Mardi 5 mars 2019
Le peuple algérien dit basta !
«Traiter l’Algérie comme une réserve d’indigènes, auxquels il suffit de leur assurer une ration quotidienne de couscous et un gîte pour se procréer afin de les emmener paître là où on veut, est la plus grosse erreur qu’un système de gouvernance puisse commettre à l’encontre de son peuple et de sa constitution. Cette dernière, qui de tout temps, a été traité comme une vulgaire fille de joie, violée par le premier seigneur du domaine qui se pointe».
Un mandat après l’autre, un espoir perdu après l’autre, en tout et pour tout, quatre mandats consécutifs ont été consommés par Bouteflika qui aspire encore à un cinquième, car on lui a fait entendre qu’il était une sorte de « messie sauveur », devant lequel, nous devons tous nous prosterner. Beaucoup l’ont fait et le font encore, c’est leur nature vassale, mais beaucoup refusent d’échanger un dieu sécuritaire par un dieu de quelque nature que ce soit.
Les adorateurs d’images et des statues de Bouteflika nous ont fait entrer à l’ère adeptes de l’idolâtrie politique. Une pratique complètement étrangère à notre peuple. Ces faux dévots ont causé plus de dégâts à l’image de cet homme que de bien, mais puisqu’il laissa faire, c’est qu’il était consentant.
Bouteflika ne peut être absout de toute responsabilité inhérente à ses politiques, mais surtout, du choix de ses hommes et de leurs agissements. Leur provocation au peuple, qu’ils ne cessèrent de narguer était inadmissible. Du haut de leur perchoir, les tenants du pouvoir nous voyaient comme des fourmis qu’ils pouvaient insulter et piétiner aux grès de leurs humeurs.
Ces derniers, et après l’avoir presque sacralisé pour pouvoir nous ridiculiser, ont fini par pousser le peuple à donner le coût de grâce à son image et au capital estime qu’il lui portait encore. Après le 22F (février), il serait très difficile pour les » employés politiques » de Bouteflika, vomis par le peuple de redorer son image y compris en son propre fief. Je dirais même, ils seront les premiers à le renier au premier chant du coq.

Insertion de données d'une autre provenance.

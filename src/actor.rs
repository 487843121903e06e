use std::sync::Arc;

use log::{debug, error, info};
use serde_json::Value;

use crate::errors::{CommandError, JoinError};
use crate::logic::{resolve_shot, validate_fleet, ShotOutcome};
use crate::models::battle::{Battle, BattlePhase, PlayerSlot};
use crate::models::board::Mirror;
use crate::protocol::{parse_command, ClientCommand, ClientMessage, GameResult, PlayerView};
use crate::relay::{PeerEvent, Relay};
use crate::store::{BattleStore, LeaveOutcome};

// One actor per live connection. It owns a local mirror of both boards and
// never talks to the other actor directly: the peer is reached by looking its
// channel up in the store at send time, so a reconnected peer is still found.
// The socket task feeds client frames and relay events into the actor one at
// a time, which keeps every handler free of interleaving.
pub struct BattleActor {
    address: String,
    slot: PlayerSlot,
    player_id: u64,
    mirror: Mirror,
    awaiting_state: bool,
    store: Arc<BattleStore>,
    relay: Relay,
}

impl BattleActor {
    pub fn join(
        store: Arc<BattleStore>,
        relay: Relay,
        address: &str,
        channel: u64,
    ) -> Result<(BattleActor, Vec<ClientMessage>), JoinError> {
        let joined = store.join(address, channel)?;
        info!(
            "player {} connected to battle {} as {:?}",
            joined.player_id, address, joined.slot
        );

        let mut actor = BattleActor {
            address: address.to_string(),
            slot: joined.slot,
            player_id: joined.player_id,
            mirror: Mirror::new(),
            awaiting_state: false,
            store,
            relay,
        };

        let replies = vec![ClientMessage::State {
            phase: joined.battle.phase(),
        }];
        if let Some(peer) = joined.peer_channel {
            // pull the mirror from the peer instead of trusting anything
            // pushed before this join was visible to it
            actor.awaiting_state = true;
            actor.relay.send(peer, PeerEvent::StateRequest);
            actor.relay.send(peer, PeerEvent::Joined);
        }
        Ok((actor, replies))
    }

    pub fn handle_frame(&mut self, text: &str) -> Vec<ClientMessage> {
        debug!("player {} sent {}", self.player_id, text);
        match self.dispatch(text) {
            Ok(replies) => replies,
            Err(err) => {
                info!("player {} command rejected: {}", self.player_id, err);
                vec![ClientMessage::error(err)]
            }
        }
    }

    fn dispatch(&mut self, text: &str) -> Result<Vec<ClientMessage>, CommandError> {
        let command = parse_command(text)?;
        // the mirror stays blank until the peer answers the state request;
        // a command acting on it now would replicate the blanks over the
        // real boards on the next sync
        if self.awaiting_state {
            return Err(CommandError::WrongPhase);
        }
        match command {
            ClientCommand::LoadFleet { ships } => self.load_fleet(&ships),
            ClientCommand::TakeShot { x, y } => self.take_shot(&x, &y),
            ClientCommand::Surrender => self.surrender(),
        }
    }

    pub fn handle_peer(&mut self, event: PeerEvent) -> Vec<ClientMessage> {
        match event {
            PeerEvent::Joined => vec![ClientMessage::info("opponent connected")],
            PeerEvent::Left => {
                // a peer that left mid-handoff will never answer the request
                self.awaiting_state = false;
                vec![ClientMessage::info("opponent disconnected")]
            }
            PeerEvent::StateRequest => {
                self.send_peer(PeerEvent::MirrorSync(self.mirror.clone()));
                Vec::new()
            }
            PeerEvent::BoardSync { slot, board } => {
                *self.mirror.board_mut(slot) = board;
                self.try_begin()
            }
            PeerEvent::MirrorSync(mirror) => {
                self.mirror = mirror;
                if self.awaiting_state {
                    self.awaiting_state = false;
                    self.handoff_summary()
                } else {
                    Vec::new()
                }
            }
            PeerEvent::Forward(message) => vec![message],
        }
    }

    // Clean leaves free the slot; a dropped transport keeps it claimed so
    // nobody can take the seat over while the player's network flaps
    pub fn disconnect(&self, clean: bool) {
        if !clean {
            info!(
                "player {} lost connection to battle {}",
                self.player_id, self.address
            );
            return;
        }
        info!("player {} left battle {}", self.player_id, self.address);
        if let Some(LeaveOutcome::OpponentRemains {
            channel: Some(channel),
        }) = self.store.leave(&self.address, self.slot, self.player_id)
        {
            self.relay.send(channel, PeerEvent::Left);
        }
    }

    // The store row is the only truth about the phase; read it fresh for
    // every command instead of trusting anything cached here
    fn battle(&self) -> Result<Battle, CommandError> {
        match self.store.battle(&self.address) {
            Some(battle) => Ok(battle),
            None => {
                error!(
                    "battle {} vanished under player {}",
                    self.address, self.player_id
                );
                Err(CommandError::WrongPhase)
            }
        }
    }

    fn load_fleet(&mut self, ships: &Value) -> Result<Vec<ClientMessage>, CommandError> {
        if self.battle()?.phase() != BattlePhase::Preparation {
            return Err(CommandError::WrongPhase);
        }

        let fleet = match validate_fleet(ships) {
            Ok(fleet) => fleet,
            Err(err) => {
                // a bad resubmission withdraws the fleet that was loaded
                if self.mirror.board(self.slot).has_fleet() {
                    self.mirror.board_mut(self.slot).clear_fleet();
                    self.sync_own_board();
                    self.forward(ClientMessage::info("opponent not ready"));
                }
                return Err(err.into());
            }
        };

        self.mirror.board_mut(self.slot).install_fleet(fleet);
        self.sync_own_board();

        let mut replies = vec![ClientMessage::success("fleet loaded")];
        if self.mirror.board(self.slot.other()).has_fleet() {
            replies.push(ClientMessage::info("opponent ready"));
        }
        replies.extend(self.try_begin());
        Ok(replies)
    }

    fn take_shot(&mut self, x: &Value, y: &Value) -> Result<Vec<ClientMessage>, CommandError> {
        let battle = self.battle()?;
        if battle.phase() != BattlePhase::Progress {
            return Err(CommandError::WrongPhase);
        }
        if battle.whose_move != Some(self.slot) {
            return Err(CommandError::NotYourMove);
        }
        let (x, y) = match (x.as_i64(), y.as_i64()) {
            (Some(x), Some(y)) => (x, y),
            _ => return Err(CommandError::InvalidShot),
        };

        let outcome = resolve_shot(self.mirror.board_mut(self.slot.other()), x, y);
        if outcome == ShotOutcome::Invalid {
            return Err(CommandError::InvalidShot);
        }

        // the peer actor adopts the mirror before its client hears about
        // the change; both deliveries ride the same ordered channel
        self.send_peer(PeerEvent::MirrorSync(self.mirror.clone()));
        let view = PlayerView::censored(self.mirror.board(self.slot.other()));
        self.forward(ClientMessage::ChangedOwnField(view.clone()));
        let mut replies = vec![ClientMessage::ChangedOpponentField(view)];

        if self.mirror.board(self.slot.other()).defeated() {
            if self.store.finish(&self.address, self.slot) {
                replies.extend(self.announce_end(self.slot));
            }
            return Ok(replies);
        }

        match outcome {
            ShotOutcome::Miss => {
                if self.store.pass_move(&self.address, self.slot) {
                    self.forward(ClientMessage::YourMove);
                }
            }
            // a surrender can land while the shot is in flight; confirm the
            // retained move against the store like the passed one
            _ => {
                if self.store.holds_move(&self.address, self.slot) {
                    replies.push(ClientMessage::YourMove);
                }
            }
        }
        Ok(replies)
    }

    fn surrender(&mut self) -> Result<Vec<ClientMessage>, CommandError> {
        if self.battle()?.phase() != BattlePhase::Progress {
            return Err(CommandError::WrongPhase);
        }
        let winner = self.slot.other();
        if !self.store.finish(&self.address, winner) {
            return Err(CommandError::WrongPhase);
        }
        info!("player {} surrendered battle {}", self.player_id, self.address);
        Ok(self.announce_end(winner))
    }

    // Fires the preparation-to-progress transition. The store call is the
    // arbiter: with both submissions racing, exactly one actor gets true
    // here and announces the start to both clients.
    fn try_begin(&mut self) -> Vec<ClientMessage> {
        if !self.mirror.both_ready() || !self.store.begin(&self.address) {
            return Vec::new();
        }
        self.forward(ClientMessage::State {
            phase: BattlePhase::Progress,
        });
        let mut replies = vec![ClientMessage::State {
            phase: BattlePhase::Progress,
        }];
        if self.slot == PlayerSlot::First {
            replies.push(ClientMessage::YourMove);
        } else {
            self.forward(ClientMessage::YourMove);
        }
        replies
    }

    fn announce_end(&self, winner: PlayerSlot) -> Vec<ClientMessage> {
        let result = if winner == self.slot {
            GameResult::Win
        } else {
            GameResult::Lose
        };
        let peer_result = if winner == self.slot {
            GameResult::Lose
        } else {
            GameResult::Win
        };
        let own = PlayerView::owned(self.mirror.board(self.slot));
        let opponent = PlayerView::owned(self.mirror.board(self.slot.other()));

        self.forward(ClientMessage::State {
            phase: BattlePhase::Over,
        });
        self.forward(ClientMessage::EndGame {
            result: peer_result,
            own: opponent.clone(),
            opponent: own.clone(),
        });
        vec![
            ClientMessage::State {
                phase: BattlePhase::Over,
            },
            ClientMessage::EndGame {
                result,
                own,
                opponent,
            },
        ]
    }

    // Everything a rejoining client needs to resume: both board views,
    // readiness implied by the ship lists, and the turn if it holds one
    fn handoff_summary(&self) -> Vec<ClientMessage> {
        let mut replies = vec![ClientMessage::ProgressSummary {
            own: PlayerView::owned(self.mirror.board(self.slot)),
            opponent: PlayerView::censored(self.mirror.board(self.slot.other())),
        }];
        if let Some(battle) = self.store.battle(&self.address) {
            if battle.phase() == BattlePhase::Progress && battle.whose_move == Some(self.slot) {
                replies.push(ClientMessage::YourMove);
            }
        }
        replies
    }

    fn sync_own_board(&self) {
        self.send_peer(PeerEvent::BoardSync {
            slot: self.slot,
            board: self.mirror.board(self.slot).clone(),
        });
    }

    fn send_peer(&self, event: PeerEvent) {
        match self.store.peer_channel(&self.address, self.slot) {
            Some(channel) => self.relay.send(channel, event),
            None => debug!("player {} has no peer, event dropped", self.player_id),
        }
    }

    fn forward(&self, message: ClientMessage) {
        self.send_peer(PeerEvent::Forward(message));
    }
}
use std::collections::HashMap;
use std::sync::atomic::{AtomicU64, Ordering};
use std::sync::{Arc, Mutex, MutexGuard};

use log::debug;
use tokio::sync::mpsc::{self, UnboundedReceiver, UnboundedSender};

use crate::models::battle::PlayerSlot;
use crate::models::board::{Mirror, PlayerBoard};
use crate::protocol::ClientMessage;

// Everything one connection can drop into the other connection's mailbox
#[derive(Debug)]
pub enum PeerEvent {
    Joined,
    Left,
    StateRequest,
    BoardSync { slot: PlayerSlot, board: PlayerBoard },
    MirrorSync(Mirror),
    Forward(ClientMessage),
}

// Maps live channel ids to mailbox senders. Channel ids are never reused,
// so an event addressed to a connection that already went away simply finds
// no entry and is dropped instead of reaching the slot's next owner.
#[derive(Clone)]
pub struct Relay {
    inner: Arc<RelayInner>,
}

struct RelayInner {
    next_channel: AtomicU64,
    channels: Mutex<HashMap<u64, UnboundedSender<PeerEvent>>>,
}

impl Relay {
    pub fn new() -> Relay {
        Relay {
            inner: Arc::new(RelayInner {
                next_channel: AtomicU64::new(1),
                channels: Mutex::new(HashMap::new()),
            }),
        }
    }

    fn channels_locked(&self) -> MutexGuard<'_, HashMap<u64, UnboundedSender<PeerEvent>>> {
        self.inner
            .channels
            .lock()
            .unwrap_or_else(|err| err.into_inner())
    }

    pub fn register(&self) -> (u64, UnboundedReceiver<PeerEvent>) {
        let channel = self.inner.next_channel.fetch_add(1, Ordering::Relaxed);
        let (tx, rx) = mpsc::unbounded_channel();
        self.channels_locked().insert(channel, tx);
        (channel, rx)
    }

    pub fn unregister(&self, channel: u64) {
        self.channels_locked().remove(&channel);
    }

    pub fn send(&self, channel: u64, event: PeerEvent) {
        match self.channels_locked().get(&channel) {
            Some(tx) => {
                if tx.send(event).is_err() {
                    debug!("channel {} is closed, event dropped", channel);
                }
            }
            None => debug!("channel {} is gone, event dropped", channel),
        }
    }
}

Après cette magnifique mobilisation populaire, marquée par un civisme exemplaire. C’est maintenant l’heure aux lectures, aux analyses et bien sûr, à la récupération, aussi bien d’une opposition polarisée ou idéologique. Une opposition, en panne d’idées et de capacité de mobilisation. Le pouvoir prépare donc ses stratégies pour répondre à cet élan de mobilisation populaire jamais vu. Plus que jamais, le pouvoir craint pour ses intérêts.
Jouera-t-il donc dans l’apaisement, en sacrifiant des têtes huées par le peuple pour résorber sa ire et sauver l’essentiel de son être, lui qui peut, à tout moment se régénérer ? Passera-t-il à la contre-attaque, en mobilisant ses troupes par rue interposée ? Ira-t-il à nous faire sortir carrément les démons du passé, pour faire peur encore plus aux Algériens et à la communauté international pour justifier sa répression et opposer les Algériens, les uns contre les autres ?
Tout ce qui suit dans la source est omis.